My only comfort in life and in death

Author: Caspar Olevianus (1563); Author: Zacharius Ursinus (1563)
Published in 1 hymnal

Audio files: MIDI

Author: Caspar Olevianus

(no biographical information available about Caspar Olevianus.) Go to person page >

Author: Zacharius Ursinus

German theologian Go to person page >

Text Information

First Line: My only comfort in life and in death
Title: My Only Comfort
Author: Caspar Olevianus (1563)
Author: Zacharius Ursinus (1563)
Meter: Irregular
Language: English


Scripture References:
st. 1 = 1 Cor. 6: 19-20, Rom. 14:7-9
st. 2 = 1 Pet. 1:18-19, Heb. 2:14-15
st. 3 = Matt. 10:29-31
st. 4 = Rom. 8:28
st. 5 = 2 Cor. 1:21-22

The Heidelberg Catechism (1563) is the "most ecumenical of the Reformed catechisms and confessions … and is the most widely used and most warmly praised catechism of the Reformation period" (Psalter Hymnal, p. 860).
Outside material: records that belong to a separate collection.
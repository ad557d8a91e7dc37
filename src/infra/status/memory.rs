//! In-memory status bus.

use std::collections::VecDeque;

use parking_lot::Mutex;
use tokio::sync::broadcast;

use crate::core::{QueueStatus, StatusSink};
use crate::util::serde::ProjectId;

/// One published snapshot.
#[derive(Debug, Clone, PartialEq, Eq)]
pub struct StatusUpdate {
    /// Event name the snapshot was published under.
    pub event: String,
    /// Project the snapshot is scoped to.
    pub project_id: ProjectId,
    /// The snapshot.
    pub status: QueueStatus,
}

/// Status sink that keeps a bounded history and fans updates out to
/// broadcast subscribers.
pub struct InMemoryStatusBus {
    history: Mutex<VecDeque<StatusUpdate>>,
    max_history: usize,
    tx: broadcast::Sender<StatusUpdate>,
}

impl InMemoryStatusBus {
    /// Create a bus keeping at most `max_history` updates.
    pub fn new(max_history: usize) -> Self {
        let (tx, _) = broadcast::channel(max_history.clamp(1, 1024));
        Self {
            history: Mutex::new(VecDeque::with_capacity(max_history.min(1024))),
            max_history,
            tx,
        }
    }

    /// Receive updates published from now on.
    pub fn subscribe(&self) -> broadcast::Receiver<StatusUpdate> {
        self.tx.subscribe()
    }

    /// Stored updates, oldest first.
    pub fn history(&self) -> Vec<StatusUpdate> {
        self.history.lock().iter().cloned().collect()
    }

    /// Stored updates for one project, oldest first.
    pub fn updates_for(&self, project_id: &str) -> Vec<StatusUpdate> {
        self.history
            .lock()
            .iter()
            .filter(|u| u.project_id == project_id)
            .cloned()
            .collect()
    }

    /// Most recent snapshot for a project.
    pub fn latest(&self, project_id: &str) -> Option<QueueStatus> {
        self.history
            .lock()
            .iter()
            .rev()
            .find(|u| u.project_id == project_id)
            .map(|u| u.status)
    }
}

impl Default for InMemoryStatusBus {
    fn default() -> Self {
        Self::new(256)
    }
}

impl StatusSink for InMemoryStatusBus {
    fn emit(&self, event: &str, project_id: &str, status: &QueueStatus) {
        let update = StatusUpdate {
            event: event.to_owned(),
            project_id: project_id.to_owned(),
            status: *status,
        };
        if self.max_history > 0 {
            let mut history = self.history.lock();
            if history.len() >= self.max_history {
                history.pop_front();
            }
            history.push_back(update.clone());
        }
        let _ = self.tx.send(update);
    }
}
The text of this prose hymn is Q&A 1 from Lord's Day 1 of the Heidelberg Catechism (thus the tune's title). Though the entire catechism is sometimes treated simply as a pedagogical document, the opening paragraphs in this Lord's Day clearly indicate that this confession was intended to be much more–it is a creed of comfort, hope, and encouragement. In a few sentences this text summarizes the essential components of the Christian faith and walk with the Lord. Many Christians have memorized this part of the catechism; perhaps this musical setting will aid in further memorization.

Liturgical Use
As a sung confession of faith (could be a substitute for one of the other sung creeds, see 518-520); with sermons on the Heidelberg Catechism in which this sung Lord's Day could be paired with any of the other spoken Lord's Days; for festive events–Old/New Year services, special seasons of prayer, Reformation celebrations; funerals.

--Psalter Hymnal Handbook



Emily R. Brink (PHH 158) composed the HEIDELBERG 1 for this text in Champaign, Illinois, in 1975 (the year that the new translation of the catechism was adopted by the Christian Reformed Church). Brink composed the tune, along with a setting for the final "Amen" answer in the Heidelberg Catechism, f…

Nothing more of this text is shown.